Among other major awards and prizes she is the winner of the Prix Medicis Etranger 2023 for the French edition of We Do Not Part. She taught in the department of creative writing at the Seoul Institute of the Arts for eleven years before leaving in 2018 to focus on writing. She is the fifth writer to contribute to the ongoing Future Library project in Oslo, Norway.
Klappentext
'Han Kang is one of the most powerfully gifted writers in the world' Katie Kitamura, author of Intimacies Like a long winter's dream, this new novel by Han Kang takes us on a journey from contemporary South Korea into its painful historyOne morning in December, Kyungha receives a message from her friend Inseon saying she has been hospitalized in Seoul and asking that Kyungha join her urgently. The two women have last seen each other over a year before, on Jeju Island, where Inseon lives and where, two days before this reunion, she has injured herself chopping wood. Airlifted to Seoul for an operation, Inseon has had to leave behind her pet bird, which will quickly die unless it receives food. Bedridden, she begs Kyungha to take the first plane to Jeju to save the animal.

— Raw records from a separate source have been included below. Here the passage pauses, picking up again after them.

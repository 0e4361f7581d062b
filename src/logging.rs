use crate::config::AppConfig;
use tracing_appender::non_blocking::WorkerGuard;
use tracing_subscriber::{fmt, prelude::*, EnvFilter};

pub fn init_logging(config: &AppConfig) -> WorkerGuard {
    let file_appender = match config.rotation.as_str() {
        "hourly" => tracing_appender::rolling::hourly(&config.log_dir, &config.log_file),
        "daily" => tracing_appender::rolling::daily(&config.log_dir, &config.log_file),
        _ => tracing_appender::rolling::never(&config.log_dir, &config.log_file),
    };

    let (non_blocking, guard) = tracing_appender::non_blocking(file_appender);

    let filter_str = if config.enable_tracing {
        config.log_level.clone()
    } else {
        format!("{},freshfold=off", config.log_level)
    };

    let filter = EnvFilter::try_from_default_env().unwrap_or_else(|_| EnvFilter::new(filter_str));

    let registry = tracing_subscriber::registry().with(filter);

    if config.use_json {
        let file_layer = fmt::layer()
            .json()
            .with_target(true)
            .with_writer(non_blocking)
            .with_ansi(false);
        registry.with(file_layer).init();
    } else {
        let file_layer = fmt::layer()
            .with_target(false)
            .with_writer(non_blocking)
            .with_ansi(false);
        let stdout_layer = fmt::layer().with_target(false).with_ansi(true);
        registry.with(file_layer).with(stdout_layer).init();
    }

    guard
}
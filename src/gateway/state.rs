use std::sync::Arc;

use crate::service::OrderLifecycleService;

/// Shared gateway state
#[derive(Clone)]
pub struct AppState {
    pub service: Arc<OrderLifecycleService>,
}

impl AppState {
    pub fn new(service: Arc<OrderLifecycleService>) -> Self {
        Self { service }
    }
}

Unfortunately, a snowstorm hits the island when Kyungha arrives. She must reach Inseon's house at all costs, but the icy wind and snow squalls slow her down as night begins to fall. She wonders if she will arrive in time to save Inseon's bird - or even survive the terrible cold that envelops her with every step. Lost in a world of snow, she doesn't yet suspect the vertiginous plunge into the darkness which awaits her at her friend's house. There, the long-buried story of Inseon's family surges into light, in dreams and memories passed from mother to daughter, and in the archive painstakingly assembled at the house, documenting a terrible massacre on the island of 30,000 civilians, murdered in 1948-9. Impossible Goodbyes is a hymn to friendship, a eulogy to the imagination, and above all a powerful indictment against forgetting. These beautiful pages form much more than a novel - they illuminate a traumatic memory, buried for decades, that still resonates today.